> _Input material_:
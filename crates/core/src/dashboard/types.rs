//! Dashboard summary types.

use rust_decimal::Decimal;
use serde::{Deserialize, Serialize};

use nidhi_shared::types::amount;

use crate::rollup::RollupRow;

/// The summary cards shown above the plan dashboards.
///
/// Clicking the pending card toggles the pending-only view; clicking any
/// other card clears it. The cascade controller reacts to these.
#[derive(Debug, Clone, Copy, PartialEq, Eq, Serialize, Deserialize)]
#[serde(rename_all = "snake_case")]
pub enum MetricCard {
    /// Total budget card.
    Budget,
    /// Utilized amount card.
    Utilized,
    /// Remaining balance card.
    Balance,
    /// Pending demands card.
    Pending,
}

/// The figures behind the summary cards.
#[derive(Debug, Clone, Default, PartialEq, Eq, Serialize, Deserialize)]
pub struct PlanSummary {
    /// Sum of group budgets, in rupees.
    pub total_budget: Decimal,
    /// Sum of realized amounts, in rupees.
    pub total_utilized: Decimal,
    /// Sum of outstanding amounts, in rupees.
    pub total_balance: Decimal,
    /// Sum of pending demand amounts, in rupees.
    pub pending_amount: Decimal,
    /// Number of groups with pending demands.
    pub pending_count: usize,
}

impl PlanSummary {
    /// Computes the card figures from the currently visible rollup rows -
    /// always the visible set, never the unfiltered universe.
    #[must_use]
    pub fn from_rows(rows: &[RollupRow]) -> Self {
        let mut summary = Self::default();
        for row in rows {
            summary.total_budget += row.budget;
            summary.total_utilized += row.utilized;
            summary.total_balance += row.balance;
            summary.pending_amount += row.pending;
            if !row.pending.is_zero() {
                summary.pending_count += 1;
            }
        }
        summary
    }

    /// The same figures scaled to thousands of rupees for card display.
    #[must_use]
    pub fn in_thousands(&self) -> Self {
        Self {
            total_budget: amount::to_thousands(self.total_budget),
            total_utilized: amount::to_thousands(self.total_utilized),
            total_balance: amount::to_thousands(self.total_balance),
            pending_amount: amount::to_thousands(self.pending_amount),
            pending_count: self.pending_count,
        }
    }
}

---

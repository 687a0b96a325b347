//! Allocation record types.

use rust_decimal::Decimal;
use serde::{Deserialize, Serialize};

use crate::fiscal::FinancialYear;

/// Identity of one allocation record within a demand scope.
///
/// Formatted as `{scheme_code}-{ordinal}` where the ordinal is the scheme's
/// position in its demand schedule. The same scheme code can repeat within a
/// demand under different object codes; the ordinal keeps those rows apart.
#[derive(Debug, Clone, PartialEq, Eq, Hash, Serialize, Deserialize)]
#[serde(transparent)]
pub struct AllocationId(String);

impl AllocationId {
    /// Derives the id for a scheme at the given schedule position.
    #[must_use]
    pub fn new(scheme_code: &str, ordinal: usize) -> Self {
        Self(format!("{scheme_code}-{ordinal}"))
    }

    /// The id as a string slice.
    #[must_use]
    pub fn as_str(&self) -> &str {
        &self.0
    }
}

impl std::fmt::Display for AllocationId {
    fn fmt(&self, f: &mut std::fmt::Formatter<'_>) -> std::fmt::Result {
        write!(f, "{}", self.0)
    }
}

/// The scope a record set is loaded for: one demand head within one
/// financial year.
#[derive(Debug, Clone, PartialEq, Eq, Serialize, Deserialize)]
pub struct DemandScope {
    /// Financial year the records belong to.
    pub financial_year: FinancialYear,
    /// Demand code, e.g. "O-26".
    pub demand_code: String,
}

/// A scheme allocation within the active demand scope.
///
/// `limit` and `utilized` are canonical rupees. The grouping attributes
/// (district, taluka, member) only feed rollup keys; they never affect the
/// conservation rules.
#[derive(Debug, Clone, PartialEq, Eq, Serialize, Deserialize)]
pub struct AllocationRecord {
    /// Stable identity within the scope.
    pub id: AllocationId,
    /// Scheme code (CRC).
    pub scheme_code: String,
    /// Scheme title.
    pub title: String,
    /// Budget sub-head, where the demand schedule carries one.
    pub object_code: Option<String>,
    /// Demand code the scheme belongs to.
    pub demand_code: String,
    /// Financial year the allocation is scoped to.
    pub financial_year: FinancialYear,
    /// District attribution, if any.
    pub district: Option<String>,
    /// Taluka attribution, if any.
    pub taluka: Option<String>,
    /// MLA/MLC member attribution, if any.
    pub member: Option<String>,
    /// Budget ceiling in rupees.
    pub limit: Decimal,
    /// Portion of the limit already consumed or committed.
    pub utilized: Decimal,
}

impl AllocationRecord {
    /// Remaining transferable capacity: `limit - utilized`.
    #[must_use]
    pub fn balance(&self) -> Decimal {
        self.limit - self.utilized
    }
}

> _Assigned task_: Everything above from the line containing "given schedule position." through the line containing "The grouping attributes" must be copied exactly. Nothing outside that range belongs in the answer.

> _Answer space_:
    /// Derives the id for a scheme at the given schedule position.
    #[must_use]
    pub fn new(scheme_code: &str, ordinal: usize) -> Self {
        Self(format!("{scheme_code}-{ordinal}"))
    }

    /// The id as a string slice.
    #[must_use]
    pub fn as_str(&self) -> &str {
        &self.0
    }
}

impl std::fmt::Display for AllocationId {
    fn fmt(&self, f: &mut std::fmt::Formatter<'_>) -> std::fmt::Result {
        write!(f, "{}", self.0)
    }
}

/// The scope a record set is loaded for: one demand head within one
/// financial year.
#[derive(Debug, Clone, PartialEq, Eq, Serialize, Deserialize)]
pub struct DemandScope {
    /// Financial year the records belong to.
    pub financial_year: FinancialYear,
    /// Demand code, e.g. "O-26".
    pub demand_code: String,
}

/// A scheme allocation within the active demand scope.
///
/// `limit` and `utilized` are canonical rupees. The grouping attributes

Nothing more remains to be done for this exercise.